**The problem:** Begin at the line bearing "pub fn read_bits(packed: u64, mask: u64, offset: u32)". Transcribe it and all subsequent lines of the material below exactly, and nothing more.

**Data extracts:**
=-=-=

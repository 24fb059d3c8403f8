//! Test helpers for the transport module.

use std::io::Read;
use std::sync::{
    Arc,
    atomic::{AtomicUsize, Ordering},
};

use super::{ConnectionHandler, ConnectionStream};

pub(crate) struct CountingHandler {
    count: Arc<AtomicUsize>,
}

impl CountingHandler {
    pub(crate) fn new() -> (Arc<AtomicUsize>, Arc<Self>) {
        let count = Arc::new(AtomicUsize::new(0));
        let handler = Arc::new(Self {
            count: Arc::clone(&count),
        });
        (count, handler)
    }
}

impl ConnectionHandler for CountingHandler {
    fn handle(&self, _stream: ConnectionStream) {
        self.count.fetch_add(1, Ordering::SeqCst);
    }
}

/// Handler that holds the connection until the peer closes it, then records
/// completion.
pub(crate) struct BlockingHandler {
    completed: Arc<AtomicUsize>,
}

impl BlockingHandler {
    pub(crate) fn new() -> (Arc<AtomicUsize>, Arc<Self>) {
        let completed = Arc::new(AtomicUsize::new(0));
        let handler = Arc::new(Self {
            completed: Arc::clone(&completed),
        });
        (completed, handler)
    }
}

impl ConnectionHandler for BlockingHandler {
    fn handle(&self, mut stream: ConnectionStream) {
        let mut sink = Vec::new();
        let _ = stream.read_to_end(&mut sink);
        self.completed.fetch_add(1, Ordering::SeqCst);
    }
}
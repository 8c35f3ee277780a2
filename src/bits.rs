//! Low-level mask and sign arithmetic on 64-bit containers.
//!
//! Bits are addressed LSB-first: bit 0 is the least significant bit of the packed value.

/// Number of bits in a packed container.
pub const CONTAINER_BITS: u32 = u64::BITS;

/// Returns a mask with the low `width` bits set. `width` must be in `1..=64`.
pub fn low_mask(width: u32) -> u64 {
    if width >= CONTAINER_BITS {
        u64::MAX
    } else {
        (1u64 << width) - 1
    }
}

/// Returns a mask with `width` bits set starting at bit `offset`.
pub fn field_mask(offset: u32, width: u32) -> u64 {
    low_mask(width) << offset
}

/// Isolates the bits selected by `mask` and shifts them down to bit 0.
pub fn read_bits(packed: u64, mask: u64, offset: u32) -> u64 {
    (packed & mask) >> offset
}

/// Replaces the bits selected by `mask` with the low bits of `raw` placed at `offset`.
pub fn write_bits(packed: u64, mask: u64, offset: u32, raw: u64) -> u64 {
    (packed & !mask) | ((raw << offset) & mask)
}

/// Sign-extends the low `bits` of `value` to a full `i64`.
pub fn sign_extend(value: u64, bits: u32) -> i64 {
    let shift = CONTAINER_BITS - bits;
    ((value << shift) as i64) >> shift
}

/// Legal value range `(min, max)` of a field of `width` bits.
pub fn bounds(width: u32, signed: bool) -> (i128, i128) {
    if signed {
        let half = 1i128 << (width - 1);
        (-half, half - 1)
    } else {
        (0, (1i128 << width) - 1)
    }
}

=-=-=

**Answer for the task:**
pub fn read_bits(packed: u64, mask: u64, offset: u32) -> u64 {
    (packed & mask) >> offset
}

/// Replaces the bits selected by `mask` with the low bits of `raw` placed at `offset`.
pub fn write_bits(packed: u64, mask: u64, offset: u32, raw: u64) -> u64 {
    (packed & !mask) | ((raw << offset) & mask)
}

/// Sign-extends the low `bits` of `value` to a full `i64`.
pub fn sign_extend(value: u64, bits: u32) -> i64 {
    let shift = CONTAINER_BITS - bits;
    ((value << shift) as i64) >> shift
}

/// Legal value range `(min, max)` of a field of `width` bits.
pub fn bounds(width: u32, signed: bool) -> (i128, i128) {
    if signed {
        let half = 1i128 << (width - 1);
        (-half, half - 1)
    } else {
        (0, (1i128 << width) - 1)
    }
}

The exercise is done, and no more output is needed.